Note MaxCompute V2.0 is compatible with Hive 2.1.0, and the corresponding Hadoop version is 2.7.2. If you develop a UDF by using other versions of Hive or Hadoop, you may need to recompile the UDF on a compatible version.
Example:
package com.aliyun.odps.compiler.hive;
import org.apache.hadoop.hive.ql.exec.UDFArgumentException;
import org.apache.hadoop.hive.ql.metadata.HiveException;
import org.apache.hadoop.hive.ql.udf.generic.GenericUDF;
import org.apache.hadoop.hive.serde2.objectinspector.ObjectInspector;
import org.apache.hadoop.hive.serde2.objectinspector.ObjectInspectorFactory;
import java.util.ArrayList;
import java.util.List;
import java.util.Objects;
public class Collect extends GenericUDF {
  @Override
  public ObjectInspector initialize(ObjectInspector[] objectInspectors) throws UDFArgumentException {
    if (objectInspectors.length == 0) {
      throw new UDFArgumentException("Collect: input args should >= 1");
    }
    for (int i = 1; i < objectInspectors.length; i++) {
      if (objectInspectors[i] ! = objectInspectors[0]) {
        throw new UDFArgumentException("Collect: input oi should be the same for all args");
      }
    }
    return ObjectInspectorFactory.getStandardListObjectInspector(objectInspectors[0]);
  }
  @Override
  public Object evaluate(DeferredObject[] deferredObjects) throws HiveException {
    List<Object> objectList = new ArrayList<>(deferredObjects.length);
    for (DeferredObject deferredObject : deferredObjects) {
      objectList.add(deferredObject.get());
    }
    return objectList;
  }
  @Override
  public String getDisplayString(String[] strings) {
    return "Collect";
  }
}
Note For more information about how to use Hive UDFs, see:
The UDF in the example can package any type and amount of parameters into ARRAY. Assume that the output jar package is named test.jar.
-- Add a resource.
Add jar test.jar;
-- Create a function.
CREATE FUNCTION hive_collect as 'com.aliyun.odps.compiler.hive.Collect' using 'test.jar';
-- Use the function.
set odps.sql.hive.compatible=true;
select hive_collect(4y,5y,6y) from dual;
+------+
| _c0  |
+------+
| [4, 5, 6] |
+------+
Note The UDF in the example supports all data types, including complex data types, such as ARRAY, MAP, and STRUCT.

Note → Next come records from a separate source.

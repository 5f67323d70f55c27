//! Registry lifecycle runs in its own test binary: teardown clears state
//! every other test relies on.

use mirror_core::{enums, path, registry, scratch};
use mirror_core::{init, is_initialized, teardown, Class, MirrorConfig, MirrorError, Reflect};

#[derive(Debug, Default, Clone, Reflect)]
#[mirror(name = "lifecycle::Engine")]
struct Engine {
    power: u32,
}

#[derive(Debug, Default, Clone, Reflect)]
#[mirror(name = "lifecycle::Car")]
struct Car {
    #[mirror(nested)]
    engine: Engine,
}

fn install_subscriber() {
    let _ = tracing_subscriber::fmt()
        .with_env_filter(tracing_subscriber::EnvFilter::from_default_env())
        .with_test_writer()
        .try_init();
}

#[test]
fn test_init_resolve_teardown() {
    install_subscriber();

    let config = MirrorConfig {
        path_separator: '/',
        ..MirrorConfig::default()
    };
    init(config).unwrap();
    assert!(is_initialized());
    assert!(matches!(
        init(MirrorConfig::default()),
        Err(MirrorError::AlreadyInitialized)
    ));
    assert_eq!(registry::config().path_separator, '/');

    let car = Class::of::<Car>();
    assert_eq!(registry::len(), 2);
    assert!(registry::find_by_name("lifecycle::Engine").is_some());
    assert!(matches!(
        registry::lookup("lifecycle::Boat"),
        Err(MirrorError::ClassNotFound(_))
    ));

    assert_eq!(car.resolve("engine/power").len(), 2);
    assert!(car.resolve("engine.power").is_empty());
    assert_eq!(path::cache_size(), 1);

    let results = path::prefetch(&car, &["engine", "engine/torque"]);
    assert!(results[0].is_ok());
    assert!(results[1].is_err());
    assert_eq!(path::cache_size(), 2);

    enums::declare("Gear", "Park, Reverse = -1, Neutral").unwrap();
    assert_eq!(enums::find_declared("Gear").unwrap().values(), &[0, -1, 0]);

    teardown();
    assert!(!is_initialized());
    assert!(registry::is_empty());
    assert_eq!(path::cache_size(), 0);
    assert!(enums::find_declared("Gear").is_none());
    assert!(!scratch::is_occupied());

    // Registering again yields a fresh entry under the default separator
    let again = Class::of::<Car>();
    assert!(!std::sync::Arc::ptr_eq(&car, &again));
    assert_eq!(again.resolve("engine.power").len(), 2);
    assert_eq!(registry::len(), 2);
}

Precautions for using compatible Hive UDFs:
  • Specify a jar package when creating a UDF. MaxCompute does not automatically add all jar packages to the classpath. Note that the add jar command of MaxCompute permanently creates a resource in a project.
  • Insert set odps.sql.hive.compatible=true; before an SQL statement, and commit and execute the set statement with the SQL statement.
  • Pay attention to the limitations of Java sandbox.